- [WORK TASK]:
The lines to find are those in the entries that hold the word "BalanceBasis"; copy every one of them.

- [DATA SHOWN]:
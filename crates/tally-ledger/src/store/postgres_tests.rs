//! Postgres store tests against a real database.
//!
//! Run with `TALLY_TEST_DATABASE_URL=postgres://... cargo test -p tally-ledger --features pg-tests`.
//! Each run creates its own schema; tests are serialized and truncate the
//! tables before they start.
#![cfg(feature = "pg-tests")]

use super::postgres::PostgresStore;
use super::{BalanceBasis, LedgerStore, PointsWrite, StoreError};
use crate::config::LedgerIsolation;
use crate::ledger::{LedgerSettings, MutationGate, PointsLedger};
use crate::model::{NegativeBalancePolicy, NewStudent, PointTransaction, PointsAction, Student};
use crate::search::SearchPattern;
use serial_test::serial;
use sqlx::Connection;
use sqlx::migrate::Migrator;
use sqlx::postgres::PgPoolOptions;
use std::sync::Arc;
use std::time::Duration;

static PG_SCHEMA: tokio::sync::OnceCell<String> = tokio::sync::OnceCell::const_new();
static MIGRATOR: Migrator = sqlx::migrate!();

fn pg_url() -> Option<String> {
    match std::env::var("TALLY_TEST_DATABASE_URL").or_else(|_| std::env::var("DATABASE_URL")) {
        Ok(url) => Some(url),
        Err(_) => {
            eprintln!("skipping pg-tests: TALLY_TEST_DATABASE_URL not set");
            None
        }
    }
}

fn url_with_schema(base_url: &str, schema: &str) -> String {
    let encoded = format!("-csearch_path%3D{schema}");
    if base_url.contains('?') {
        format!("{base_url}&options={encoded}")
    } else {
        format!("{base_url}?options={encoded}")
    }
}

async fn prepared_store(base_url: &str) -> anyhow::Result<PostgresStore> {
    let schema = PG_SCHEMA
        .get_or_try_init(|| async {
            let nanos = std::time::SystemTime::now()
                .duration_since(std::time::UNIX_EPOCH)
                .unwrap_or_default()
                .as_nanos();
            let schema = format!("tally_test_{}_{}", std::process::id(), nanos);
            let mut conn = sqlx::PgConnection::connect(base_url).await?;
            sqlx::query(&format!(r#"CREATE SCHEMA IF NOT EXISTS "{schema}""#))
                .execute(&mut conn)
                .await?;
            let mut scoped =
                sqlx::PgConnection::connect(&url_with_schema(base_url, &schema)).await?;
            MIGRATOR.run(&mut scoped).await?;
            Ok::<_, anyhow::Error>(schema)
        })
        .await?;

    let pool = PgPoolOptions::new()
        .max_connections(4)
        .acquire_timeout(Duration::from_secs(5))
        .connect(&url_with_schema(base_url, schema))
        .await?;
    sqlx::query("TRUNCATE points, students RESTART IDENTITY CASCADE")
        .execute(&pool)
        .await?;
    Ok(PostgresStore::from_pool(pool))
}

fn student(student_id: i64, first: &str, last: &str) -> NewStudent {
    NewStudent {
        student_id,
        first_name: first.into(),
        last_name: last.into(),
    }
}

fn locked(student_id: i64, action: PointsAction, amount: i64) -> PointsWrite {
    PointsWrite {
        student_id,
        action,
        amount,
        reason: "pg".into(),
        basis: BalanceBasis::Locked {
            policy: NegativeBalancePolicy::Floor,
        },
    }
}

#[tokio::test]
#[serial]
async fn postgres_store_ledger_roundtrip() -> anyhow::Result<()> {
    let Some(url) = pg_url() else {
        return Ok(());
    };
    let store = prepared_store(&url).await?;
    store.health_check().await?;
    assert!(store.is_durable());

    store.create_student(student(1, "Ada", "Lovelace")).await?;
    let err = store
        .create_student(student(1, "Ada", "Again"))
        .await
        .expect_err("duplicate");
    assert!(matches!(err, StoreError::Conflict(_)));

    let added = store.apply_points(locked(1, PointsAction::Added, 30)).await?;
    assert_eq!((added.balance_before, added.balance_after), (0, 30));
    let removed = store
        .apply_points(locked(1, PointsAction::Removed, 50))
        .await?;
    assert_eq!((removed.balance_before, removed.balance_after), (30, 0));
    assert_eq!(removed.delta, 50);
    assert_eq!(store.get_student(1).await?.points, 0);

    let history = store.list_transactions(1, None).await?;
    assert_eq!(
        history.iter().map(|tx| tx.transaction_id).collect::<Vec<_>>(),
        vec![removed.transaction_id, added.transaction_id]
    );
    let since = store
        .list_transactions(1, Some(removed.created_at))
        .await?;
    assert_eq!(since[0].transaction_id, removed.transaction_id);
    Ok(())
}

#[tokio::test]
#[serial]
async fn postgres_store_rejects_disabled_student_without_audit_row() -> anyhow::Result<()> {
    let Some(url) = pg_url() else {
        return Ok(());
    };
    let store = prepared_store(&url).await?;
    store.create_student(student(7, "Grace", "Hopper")).await?;
    store.disable_student(7).await?;

    for basis in [
        BalanceBasis::Locked {
            policy: NegativeBalancePolicy::Floor,
        },
        BalanceBasis::Snapshot {
            before: 0,
            after: 5,
        },
    ] {
        let mut write = locked(7, PointsAction::Added, 5);
        write.basis = basis;
        let err = store.apply_points(write).await.expect_err("disabled");
        assert!(matches!(err, StoreError::Conflict(_)));
    }
    assert!(store.list_all_transactions().await?.is_empty());
    assert!(store.list_students().await?.is_empty());
    Ok(())
}

#[tokio::test]
#[serial]
async fn postgres_store_search_is_case_insensitive_and_paged() -> anyhow::Result<()> {
    let Some(url) = pg_url() else {
        return Ok(());
    };
    let store = prepared_store(&url).await?;
    store.create_student(student(1, "Ada", "Lovelace")).await?;
    store.create_student(student(2, "Grace", "Hopper")).await?;
    store.create_student(student(3, "Adam", "Smith")).await?;

    let pattern = SearchPattern::from_query("ADA");
    assert_eq!(store.count_matching_students(&pattern).await?, 2);
    let second = store.search_students(&pattern, 1, 1).await?;
    assert_eq!(second[0].student_id, 3);

    let by_id = SearchPattern::from_query("2");
    assert_eq!(store.search_students(&by_id, 10, 0).await?[0].student_id, 2);

    let separated = SearchPattern::from_query("love-lace");
    assert_eq!(store.count_matching_students(&separated).await?, 1);
    Ok(())
}

/// Holds every mutation after its read until both mutations have read.
struct BarrierGate(tokio::sync::Barrier);

#[async_trait::async_trait]
impl MutationGate for BarrierGate {
    async fn after_read(&self, _student: &Student, _action: PointsAction) {
        self.0.wait().await;
    }
}

const START: i64 = 100;

async fn store_with_balance(url: &str) -> anyhow::Result<PostgresStore> {
    let store = prepared_store(url).await?;
    store.create_student(student(1, "Ada", "Lovelace")).await?;
    store.apply_points(locked(1, PointsAction::Added, START)).await?;
    Ok(store)
}

fn gated_ledger(store: PostgresStore, isolation: LedgerIsolation) -> PointsLedger {
    PointsLedger::new(
        Arc::new(store),
        LedgerSettings {
            negative_balance: NegativeBalancePolicy::Floor,
            isolation,
            pagination_limit: 25,
        },
    )
    .with_gate(Arc::new(BarrierGate(tokio::sync::Barrier::new(2))))
}

fn assert_history_chains(history: &[PointTransaction], stored: i64) {
    assert_eq!(history[0].balance_after, stored, "newest row matches balance");
    for pair in history.windows(2) {
        assert_eq!(
            pair[0].balance_before, pair[1].balance_after,
            "row {} does not start where {} ended",
            pair[0].transaction_id, pair[1].transaction_id
        );
    }
}

#[tokio::test]
#[serial]
async fn postgres_serializable_mutations_chain_balances() -> anyhow::Result<()> {
    let Some(url) = pg_url() else {
        return Ok(());
    };
    let store = store_with_balance(&url).await?;
    let ledger = gated_ledger(store.clone(), LedgerIsolation::Serializable);

    let (a, b) = tokio::join!(ledger.add_points(1, 5, "a"), ledger.add_points(1, 7, "b"));
    a.expect("a");
    b.expect("b");

    let stored = store.get_student(1).await?.points;
    assert_eq!(stored, START + 12);
    let history = store.list_transactions(1, None).await?;
    assert_eq!(history.len(), 3);
    assert_history_chains(&history, stored);
    Ok(())
}

#[tokio::test]
#[serial]
async fn postgres_snapshot_mutations_lose_an_update() -> anyhow::Result<()> {
    let Some(url) = pg_url() else {
        return Ok(());
    };
    let store = store_with_balance(&url).await?;
    let ledger = gated_ledger(store.clone(), LedgerIsolation::Snapshot);

    let (a, b) = tokio::join!(ledger.add_points(1, 5, "a"), ledger.add_points(1, 7, "b"));
    a.expect("a");
    b.expect("b");

    let history = store.list_transactions(1, None).await?;
    assert_eq!(history.len(), 3);
    assert!(history[..2].iter().all(|tx| tx.balance_before == START));
    let stored = store.get_student(1).await?.points;
    assert_eq!(stored, history[0].balance_after);
    assert_ne!(stored, START + 12);
    Ok(())
}

#[tokio::test(flavor = "multi_thread", worker_threads = 4)]
#[serial]
async fn postgres_concurrent_locked_writes_keep_history_in_chain_order() -> anyhow::Result<()> {
    let Some(url) = pg_url() else {
        return Ok(());
    };
    let store = store_with_balance(&url).await?;

    let mut tasks = tokio::task::JoinSet::new();
    let mut expected = START;
    for i in 0..64 {
        let amount = 1 + (i % 3);
        expected += amount;
        let store = store.clone();
        tasks.spawn(async move {
            store
                .apply_points(locked(1, PointsAction::Added, amount))
                .await
        });
    }
    while let Some(joined) = tasks.join_next().await {
        joined??;
    }

    let stored = store.get_student(1).await?.points;
    assert_eq!(stored, expected);
    let history = store.list_transactions(1, None).await?;
    assert_eq!(history.len(), 65);
    assert_history_chains(&history, stored);

    let all = store.list_all_transactions().await?;
    assert_history_chains(&all, stored);
    Ok(())
}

- [RESPONSE]:
use super::{BalanceBasis, LedgerStore, PointsWrite, StoreError};
        basis: BalanceBasis::Locked {
        BalanceBasis::Locked {
        BalanceBasis::Snapshot {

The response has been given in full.